Ackerman lives in Keller, Texas. He has worked part-time as a therapist, assists the bishop of the Episcopal Diocese of Fort Worth, and served as Bishop in Residence at St. Timothy's Church in Fort Worth until September, 2021. Before becoming a bishop, Ackerman was a curate at the Church of the Transfiguration in Freeport, Long Island, New York (1974–76), then as rector of St. Mary's Church in Charleroi, Pennsylvania (1976–1989), and then as rector of St. Mark's Church in Arlington, Texas (1989 - 1994). He served as vicar of St. Timothy Church in Fort Worth from 2011 until 2021.

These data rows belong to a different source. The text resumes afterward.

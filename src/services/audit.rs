//! Append-only history recorder. Rows are written inside the caller's
//! transaction and are never updated or deleted.

use sqlx::PgConnection;
use uuid::Uuid;

use crate::{
    database::Database,
    models::{ExpenseHistory, HistoryEvent, ReportHistory},
};

pub async fn record_report_event(
    conn: &mut PgConnection,
    report_id: i64,
    event: HistoryEvent,
    details: Option<&str>,
    performed_by: Option<Uuid>,
) -> Result<(), sqlx::Error> {
    sqlx::query(
        "INSERT INTO report_history (report_id, event_type, details, performed_by) \
         VALUES ($1, $2, $3, $4)",
    )
    .bind(report_id)
    .bind(event)
    .bind(details)
    .bind(performed_by)
    .execute(conn)
    .await?;

    Ok(())
}

pub async fn record_expense_event(
    conn: &mut PgConnection,
    expense_id: i64,
    event: HistoryEvent,
    details: Option<&str>,
    performed_by: Option<Uuid>,
) -> Result<(), sqlx::Error> {
    sqlx::query(
        "INSERT INTO expense_history (expense_id, event_type, details, performed_by) \
         VALUES ($1, $2, $3, $4)",
    )
    .bind(expense_id)
    .bind(event)
    .bind(details)
    .bind(performed_by)
    .execute(conn)
    .await?;

    Ok(())
}

/// Mirror a report lifecycle event onto the history of every attached expense.
pub async fn mirror_report_event(
    conn: &mut PgConnection,
    report_id: i64,
    event: HistoryEvent,
    performed_by: Option<Uuid>,
) -> Result<(), sqlx::Error> {
    sqlx::query(
        "INSERT INTO expense_history (expense_id, event_type, performed_by) \
         SELECT id, $2, $3 FROM expenses WHERE report_id = $1",
    )
    .bind(report_id)
    .bind(event)
    .bind(performed_by)
    .execute(conn)
    .await?;

    Ok(())
}

pub async fn report_events(
    db: &Database,
    report_id: i64,
) -> Result<Vec<ReportHistory>, sqlx::Error> {
    sqlx::query_as(
        "SELECT * FROM report_history WHERE report_id = $1 ORDER BY event_date, id",
    )
    .bind(report_id)
    .fetch_all(db)
    .await
}

pub async fn expense_events(
    db: &Database,
    expense_id: i64,
) -> Result<Vec<ExpenseHistory>, sqlx::Error> {
    sqlx::query_as(
        "SELECT * FROM expense_history WHERE expense_id = $1 ORDER BY event_date, id",
    )
    .bind(expense_id)
    .fetch_all(db)
    .await
}
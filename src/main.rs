mod database;
mod error;
mod handlers;
mod middleware;
mod models;
mod services;
mod utils;

use std::{env, sync::Arc};

use axum::{
    routing::{delete, get, post},
    Router,
};
use dotenvy::dotenv;
use tower::ServiceBuilder;
use tower_cookies::CookieManagerLayer;
use tower_http::{cors::CorsLayer, trace::TraceLayer};

use database::{create_database_pool, Database};
use services::notify::{Dispatcher, LogMailer};

#[derive(Clone)]
pub struct AppState {
    pub db: Database,
    pub dispatcher: Arc<Dispatcher>,
}

#[tokio::main]
async fn main() {
    // Load environment variables
    dotenv().ok();

    // Initialize logging
    env_logger::init();

    // Initialize database
    let database_url = env::var("DATABASE_URL").expect("DATABASE_URL must be set");

    let db = create_database_pool(&database_url)
        .await
        .expect("Failed to connect to database");

    let state = AppState {
        dispatcher: Arc::new(Dispatcher::new(db.clone(), Box::new(LogMailer))),
        db,
    };

    // Build the application router
    let app = create_router(state);

    // Get port from environment or use default
    let port = env::var("PORT").unwrap_or_else(|_| "3000".to_string());
    let addr = format!("0.0.0.0:{}", port);

    println!("🚀 Tally server starting on http://{}", addr);

    // Start the server
    let listener = tokio::net::TcpListener::bind(&addr).await.unwrap();
    axum::serve(listener, app).await.unwrap();
}

fn create_router(state: AppState) -> Router {
    Router::new()
        // Auth
        .route("/register", post(handlers::auth::register))
        .route("/login", post(handlers::auth::login))
        .route("/logout", post(handlers::auth::logout))
        // Dashboard
        .route("/dashboard", get(handlers::dashboard))
        // Reports
        .route(
            "/reports",
            get(handlers::reports::list_reports).post(handlers::reports::create_report),
        )
        .route(
            "/reports/:id",
            get(handlers::reports::report_detail).delete(handlers::reports::delete_report),
        )
        .route("/reports/:id/submit", post(handlers::reports::submit_report))
        .route(
            "/reports/:id/expenses",
            post(handlers::reports::add_expenses).delete(handlers::reports::remove_expenses),
        )
        .route(
            "/reports/:id/history",
            get(handlers::reports::report_history).post(handlers::reports::annotate_report),
        )
        // Admin report workflow
        .route("/admin/reports", get(handlers::admin::list_reports))
        .route("/admin/reports/:id/approve", post(handlers::admin::approve_report))
        .route("/admin/reports/:id/reject", post(handlers::admin::reject_report))
        .route(
            "/admin/reports/:id/reimburse",
            post(handlers::admin::reimburse_report),
        )
        .route("/admin/reports/bulk-approve", post(handlers::admin::bulk_approve))
        .route("/admin/reports/bulk-reject", post(handlers::admin::bulk_reject))
        .route(
            "/admin/reports/bulk-reimburse",
            post(handlers::admin::bulk_reimburse),
        )
        .route("/admin/reports/:id/history", get(handlers::admin::report_history))
        .route("/admin/announcements", post(handlers::admin::broadcast))
        // Expenses
        .route(
            "/expenses",
            get(handlers::expenses::list_expenses).post(handlers::expenses::create_expense),
        )
        .route(
            "/expenses/:id",
            get(handlers::expenses::expense_detail)
                .put(handlers::expenses::update_expense)
                .delete(handlers::expenses::delete_expense),
        )
        .route(
            "/expenses/:id/history",
            get(handlers::expenses::expense_history).post(handlers::expenses::annotate_expense),
        )
        // Notifications
        .route(
            "/notifications",
            get(handlers::notifications::list_notifications),
        )
        .route("/notifications/:id/read", post(handlers::notifications::mark_read))
        .route(
            "/notifications/:id",
            delete(handlers::notifications::delete_notification),
        )
        // Middleware
        .layer(
            ServiceBuilder::new()
                .layer(TraceLayer::new_for_http())
                .layer(CookieManagerLayer::new())
                .layer(CorsLayer::permissive()),
        )
        .with_state(state)
}
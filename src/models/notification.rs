use chrono::{DateTime, Utc};
use serde::{Deserialize, Serialize};
use sqlx::FromRow;
use uuid::Uuid;

#[derive(Debug, Clone, Copy, PartialEq, Eq, Serialize, Deserialize, sqlx::Type)]
#[sqlx(type_name = "notification_type", rename_all = "snake_case")]
#[serde(rename_all = "SCREAMING_SNAKE_CASE")]
pub enum NotificationKind {
    ReportSubmitted,
    ReportApproved,
    ReportRejected,
    ReportReimbursed,
    SystemAnnouncement,
}

/// What a notification points back at. Stored as a nullable type/id
/// column pair; surfaced to JSON as a tagged object so each variant
/// carries only the fields relevant to it.
#[derive(Debug, Clone, Copy, PartialEq, Eq, Serialize, Deserialize)]
#[serde(tag = "kind", rename_all = "SCREAMING_SNAKE_CASE")]
pub enum RelatedEntity {
    Report { id: i64 },
    Expense { id: i64 },
    System,
}

impl RelatedEntity {
    pub fn from_columns(entity_type: Option<&str>, entity_id: Option<i64>) -> Option<Self> {
        match (entity_type, entity_id) {
            (Some("report"), Some(id)) => Some(Self::Report { id }),
            (Some("expense"), Some(id)) => Some(Self::Expense { id }),
            (Some("system"), _) => Some(Self::System),
            _ => None,
        }
    }

    pub fn type_column(&self) -> &'static str {
        match self {
            Self::Report { .. } => "report",
            Self::Expense { .. } => "expense",
            Self::System => "system",
        }
    }

    pub fn id_column(&self) -> Option<i64> {
        match self {
            Self::Report { id } | Self::Expense { id } => Some(*id),
            Self::System => None,
        }
    }
}

/// Raw notification row as stored.
#[derive(Debug, FromRow)]
pub struct NotificationRow {
    pub id: Uuid,
    pub user_id: Uuid,
    pub title: String,
    pub message: String,
    pub notification_type: NotificationKind,
    pub is_read: bool,
    pub related_entity_type: Option<String>,
    pub related_entity_id: Option<i64>,
    pub created_at: DateTime<Utc>,
    pub expires_at: Option<DateTime<Utc>>,
}

#[derive(Debug, Serialize)]
pub struct Notification {
    pub id: Uuid,
    pub user_id: Uuid,
    pub title: String,
    pub message: String,
    pub notification_type: NotificationKind,
    pub read: bool,
    pub related: Option<RelatedEntity>,
    pub created_at: DateTime<Utc>,
    pub expires_at: Option<DateTime<Utc>>,
}

impl From<NotificationRow> for Notification {
    fn from(row: NotificationRow) -> Self {
        let related =
            RelatedEntity::from_columns(row.related_entity_type.as_deref(), row.related_entity_id);
        Self {
            id: row.id,
            user_id: row.user_id,
            title: row.title,
            message: row.message,
            notification_type: row.notification_type,
            read: row.is_read,
            related,
            created_at: row.created_at,
            expires_at: row.expires_at,
        }
    }
}

#[cfg(test)]
mod tests {
    use super::*;

    #[test]
    fn related_entity_round_trips_through_columns() {
        for entity in [
            RelatedEntity::Report { id: 5 },
            RelatedEntity::Expense { id: 9 },
            RelatedEntity::System,
        ] {
            let restored =
                RelatedEntity::from_columns(Some(entity.type_column()), entity.id_column());
            assert_eq!(restored, Some(entity));
        }
    }

    #[test]
    fn unknown_or_partial_columns_yield_none() {
        assert_eq!(RelatedEntity::from_columns(None, None), None);
        assert_eq!(RelatedEntity::from_columns(Some("report"), None), None);
        assert_eq!(RelatedEntity::from_columns(Some("widget"), Some(1)), None);
    }

    #[test]
    fn related_entity_serializes_tagged() {
        let json = serde_json::to_value(RelatedEntity::Report { id: 42 }).unwrap();
        assert_eq!(json, serde_json::json!({ "kind": "REPORT", "id": 42 }));

        let json = serde_json::to_value(RelatedEntity::System).unwrap();
        assert_eq!(json, serde_json::json!({ "kind": "SYSTEM" }));
    }
}
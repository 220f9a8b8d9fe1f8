//! Per-chunk progress reporting for `vectorify sync`.
//!
//! Progress goes to **stderr** so the final summary on stdout stays
//! parseable. Human lines look like:
//!
//! ```text
//! sync invoices  1,450 records in 17 chunks
//! sync invoices  chunk 3/17  270 / 1,450 items
//! ```

use std::io::Write;

#[derive(Clone, Debug, PartialEq, Eq)]
pub enum SyncProgressEvent {
    /// Matching records were counted before paging starts.
    Counted {
        collection: String,
        records: u64,
        chunks: u64,
    },
    /// One chunk was accepted by the API.
    Upserted {
        collection: String,
        chunk: u64,
        chunks: u64,
        items: u64,
        records: u64,
    },
}

pub trait SyncProgressReporter: Send + Sync {
    fn report(&self, event: SyncProgressEvent);
}

/// Human-friendly progress on stderr.
pub struct StderrProgress;

impl SyncProgressReporter for StderrProgress {
    fn report(&self, event: SyncProgressEvent) {
        let line = match &event {
            SyncProgressEvent::Counted {
                collection,
                records,
                chunks,
            } => format!(
                "sync {}  {} records in {} chunks\n",
                collection,
                format_number(*records),
                format_number(*chunks)
            ),
            SyncProgressEvent::Upserted {
                collection,
                chunk,
                chunks,
                items,
                records,
            } => format!(
                "sync {}  chunk {}/{}  {} / {} items\n",
                collection,
                chunk,
                chunks,
                format_number(*items),
                format_number(*records)
            ),
        };
        let mut stderr = std::io::stderr().lock();
        let _ = stderr.write_all(line.as_bytes());
        let _ = stderr.flush();
    }
}

/// One JSON object per line on stderr.
pub struct JsonProgress;

impl SyncProgressReporter for JsonProgress {
    fn report(&self, event: SyncProgressEvent) {
        let obj = match &event {
            SyncProgressEvent::Counted {
                collection,
                records,
                chunks,
            } => serde_json::json!({
                "event": "counted",
                "collection": collection,
                "records": records,
                "chunks": chunks
            }),
            SyncProgressEvent::Upserted {
                collection,
                chunk,
                chunks,
                items,
                records,
            } => serde_json::json!({
                "event": "upserted",
                "collection": collection,
                "chunk": chunk,
                "chunks": chunks,
                "items": items,
                "records": records
            }),
        };
        if let Ok(line) = serde_json::to_string(&obj) {
            let mut stderr = std::io::stderr().lock();
            let _ = writeln!(stderr, "{}", line);
            let _ = stderr.flush();
        }
    }
}

pub struct NoProgress;

impl SyncProgressReporter for NoProgress {
    fn report(&self, _event: SyncProgressEvent) {}
}

pub fn format_number(n: u64) -> String {
    let s = n.to_string();
    let mut result = String::with_capacity(s.len() + s.len() / 3);
    for (i, c) in s.chars().rev().enumerate() {
        if i > 0 && i % 3 == 0 {
            result.push(',');
        }
        result.push(c);
    }
    result.chars().rev().collect()
}

#[derive(Clone, Copy, Debug, Eq, PartialEq, clap::ValueEnum)]
pub enum ProgressMode {
    Off,
    Human,
    Json,
}

impl ProgressMode {
    /// Human progress when stderr is a TTY, otherwise off.
    pub fn default_for_tty() -> Self {
        if atty::is(atty::Stream::Stderr) {
            ProgressMode::Human
        } else {
            ProgressMode::Off
        }
    }

    pub fn reporter(&self) -> Box<dyn SyncProgressReporter> {
        match self {
            ProgressMode::Off => Box::new(NoProgress),
            ProgressMode::Human => Box::new(StderrProgress),
            ProgressMode::Json => Box::new(JsonProgress),
        }
    }
}

#[cfg(test)]
mod tests {
    use super::*;

    #[test]
    fn format_number_groups_thousands() {
        assert_eq!(format_number(0), "0");
        assert_eq!(format_number(999), "999");
        assert_eq!(format_number(1_000), "1,000");
        assert_eq!(format_number(1_234_567), "1,234,567");
    }

    #[test]
    fn reporter_per_mode() {
        // Off must be silent; just exercise construction for the others.
        ProgressMode::Off.reporter().report(SyncProgressEvent::Counted {
            collection: "invoices".to_string(),
            records: 1,
            chunks: 1,
        });
        let _ = ProgressMode::Human.reporter();
        let _ = ProgressMode::Json.reporter();
    }
}
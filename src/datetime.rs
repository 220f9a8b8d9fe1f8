//! Datetime parsing and formatting for `type = "datetime"` columns.
//!
//! Column formats are written in the application style used by the source
//! schema (`Y-m-d`, `d/m/Y H:i`), not strftime. [`to_strftime`] translates
//! them; a format that already contains `%` is passed through unchanged.

use chrono::{DateTime, NaiveDate, NaiveDateTime, TimeZone, Utc};
use serde_json::Value;

/// Storage format for watermarks and `--since` values.
pub const WATERMARK_FORMAT: &str = "%Y-%m-%d %H:%M:%S";

/// Parse a stored datetime value into UTC.
///
/// Accepts RFC 3339, `YYYY-MM-DD HH:MM:SS[.fff]`, `YYYY-MM-DDTHH:MM:SS`,
/// a bare `YYYY-MM-DD` (midnight), and integer Unix timestamps.
pub fn parse_datetime(value: &Value) -> Option<DateTime<Utc>> {
    match value {
        Value::Number(n) => n.as_i64().and_then(|ts| Utc.timestamp_opt(ts, 0).single()),
        Value::String(s) => parse_datetime_str(s),
        _ => None,
    }
}

pub fn parse_datetime_str(s: &str) -> Option<DateTime<Utc>> {
    let s = s.trim();

    if let Ok(dt) = DateTime::parse_from_rfc3339(s) {
        return Some(dt.with_timezone(&Utc));
    }

    for fmt in ["%Y-%m-%d %H:%M:%S%.f", "%Y-%m-%dT%H:%M:%S%.f", "%Y-%m-%d %H:%M"] {
        if let Ok(naive) = NaiveDateTime::parse_from_str(s, fmt) {
            return Some(naive.and_utc());
        }
    }

    NaiveDate::parse_from_str(s, "%Y-%m-%d")
        .ok()
        .and_then(|d| d.and_hms_opt(0, 0, 0))
        .map(|naive| naive.and_utc())
}

/// Translate an application-style format (`Y-m-d H:i:s`) into a strftime string.
///
/// Backslash escapes the next character. Unknown letters are copied literally.
pub fn to_strftime(format: &str) -> String {
    if format.contains('%') {
        return format.to_string();
    }

    let mut out = String::with_capacity(format.len() * 2);
    let mut chars = format.chars();

    while let Some(c) = chars.next() {
        let mapped = match c {
            '\\' => {
                if let Some(next) = chars.next() {
                    out.push(next);
                }
                continue;
            }
            'Y' => "%Y",
            'y' => "%y",
            'm' => "%m",
            'n' => "%-m",
            'd' => "%d",
            'j' => "%-d",
            'H' => "%H",
            'G' => "%-H",
            'h' => "%I",
            'g' => "%-I",
            'i' => "%M",
            's' => "%S",
            'A' => "%p",
            'a' => "%P",
            'D' => "%a",
            'l' => "%A",
            'M' => "%b",
            'F' => "%B",
            'N' => "%u",
            'w' => "%w",
            'z' => "%j",
            'U' => "%s",
            'e' | 'T' => "%Z",
            'P' => "%:z",
            'O' => "%z",
            'c' => "%Y-%m-%dT%H:%M:%S%:z",
            other => {
                out.push(other);
                continue;
            }
        };
        out.push_str(mapped);
    }

    out
}

/// Format a stored datetime value with an application-style format.
///
/// Returns `None` when the value cannot be parsed as a datetime or the format
/// contains an invalid strftime specifier.
pub fn format_value(value: &Value, format: &str) -> Option<String> {
    use std::fmt::Write;

    let dt = parse_datetime(value)?;
    let mut out = String::new();
    write!(out, "{}", dt.format(&to_strftime(format))).ok()?;
    Some(out)
}

pub fn format_watermark(dt: DateTime<Utc>) -> String {
    dt.format(WATERMARK_FORMAT).to_string()
}

/// Human-friendly distance from `then` to `now`: "just now", "5 minutes ago", "2 days ago".
pub fn humanize_since(then: DateTime<Utc>, now: DateTime<Utc>) -> String {
    let secs = (now - then).num_seconds();
    let (amount, unit, future) = if secs < 0 {
        let (a, u) = bucket(-secs);
        (a, u, true)
    } else {
        let (a, u) = bucket(secs);
        (a, u, false)
    };

    if amount == 0 {
        return "just now".to_string();
    }

    let plural = if amount == 1 { "" } else { "s" };
    if future {
        format!("{} {}{} from now", amount, unit, plural)
    } else {
        format!("{} {}{} ago", amount, unit, plural)
    }
}

fn bucket(secs: i64) -> (i64, &'static str) {
    match secs {
        s if s < 1 => (0, "second"),
        s if s < 60 => (s, "second"),
        s if s < 3_600 => (s / 60, "minute"),
        s if s < 86_400 => (s / 3_600, "hour"),
        s if s < 86_400 * 30 => (s / 86_400, "day"),
        s if s < 86_400 * 365 => (s / (86_400 * 30), "month"),
        s => (s / (86_400 * 365), "year"),
    }
}
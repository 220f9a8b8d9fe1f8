use anyhow::{Context, Result};
use sqlx::sqlite::{SqliteConnectOptions, SqlitePool, SqlitePoolOptions};
use std::path::Path;
use std::str::FromStr;

/// Open (or create) a SQLite database in WAL mode.
pub async fn connect(db_path: &Path) -> Result<SqlitePool> {
    // Ensure parent directory exists
    if let Some(parent) = db_path.parent() {
        if !parent.as_os_str().is_empty() {
            std::fs::create_dir_all(parent)
                .with_context(|| format!("Failed to create {}", parent.display()))?;
        }
    }

    let options = SqliteConnectOptions::from_str(&format!("sqlite:{}", db_path.display()))?
        .create_if_missing(true)
        .journal_mode(sqlx::sqlite::SqliteJournalMode::Wal);

    let pool = SqlitePoolOptions::new()
        .max_connections(5)
        .connect_with(options)
        .await
        .with_context(|| format!("Failed to open database: {}", db_path.display()))?;

    Ok(pool)
}

/// Open an existing SQLite database; never creates the file.
pub async fn connect_existing(db_path: &Path) -> Result<SqlitePool> {
    if !db_path.exists() {
        anyhow::bail!("Source database not found: {}", db_path.display());
    }

    let options = SqliteConnectOptions::from_str(&format!("sqlite:{}", db_path.display()))?;

    let pool = SqlitePoolOptions::new()
        .max_connections(5)
        .connect_with(options)
        .await
        .with_context(|| format!("Failed to open database: {}", db_path.display()))?;

    Ok(pool)
}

== Early life and education ==
Ackerman was born in McKeesport, Pennsylvania, on August 3, 1946, to Raymond Levan Ackerman (1909 - 1985), a first generation Swede, and Alberta Melba Pritchard (1912 - 2001), a first generation immigrant of Welsh and English descent. His sisters, Adrienne Ann and Rae Levan, died prior to his birth. He has a brother, Jay, who was born in 1953. Ackerman attended Centennial Elementary School, George Washington School, and graduated from McKeesport Area High School in 1964. He was noted as a baseball pitcher there, and in 2005 he was inducted into the McKesport High School Hall of Fame. He attended Pennsylvania State University and the University of Pittsburgh while working full-time for the United States Steel Corporation - Duquesne Works. He graduated with a Bachelor of Science degree from Marymount College in Salina, Kansas, in 1971 while working at the St. Francis Boys Home in nearby Ellsworth. He also completed graduate studies in psychology under the supervision of Ronald C. Force of Salina, Kansas. He later received his Master of Divinity degree from Nashotah House seminary in 1974 and a Doctor of Divinity from the same institution in 1994. His additional studies are in the areas of psychology, languages, liturgy and ecclesiastical architecture. On May 30, 2020, he was awarded a Doctor of Divinity degree by Reformed Episcopal Seminary in Blue Bell, Pennsylvania. He has served as an adjunct professor and visiting lecturer at the Reformed Episcopal Seminary since 2011 and as an adjunct to Cranmer House Seminary in Dallas, Texas. He served from 1992 until 2020 as a member of the board of trustees (directors) of Nashotah House, serving for 10 years as vice-chairman of the board. In 2020 he was named an honorary trustee.

== Ordained ministry ==
Ackerman was ordained as a deacon in 1974 at the Chapel of St. Mary the Virgin at Nashotah House in Wisconsin and to the priesthood the same year in Freeport, Long Island, by Bishop William Davidson of the Diocese of Western Kansas. He served as a curate at the Church of the Transfiguration in Freeport, New York, and worked at the parochial school as an instructor, coach and counselor from 1974 to 1976. While in Long Island he did additional studies in chemical addiction and worked as a therapist. In 1976 he was called to be rector of St. Mary's Church, Charleroi, Pennsylvania, in the Episcopal Diocese of Pittsburgh.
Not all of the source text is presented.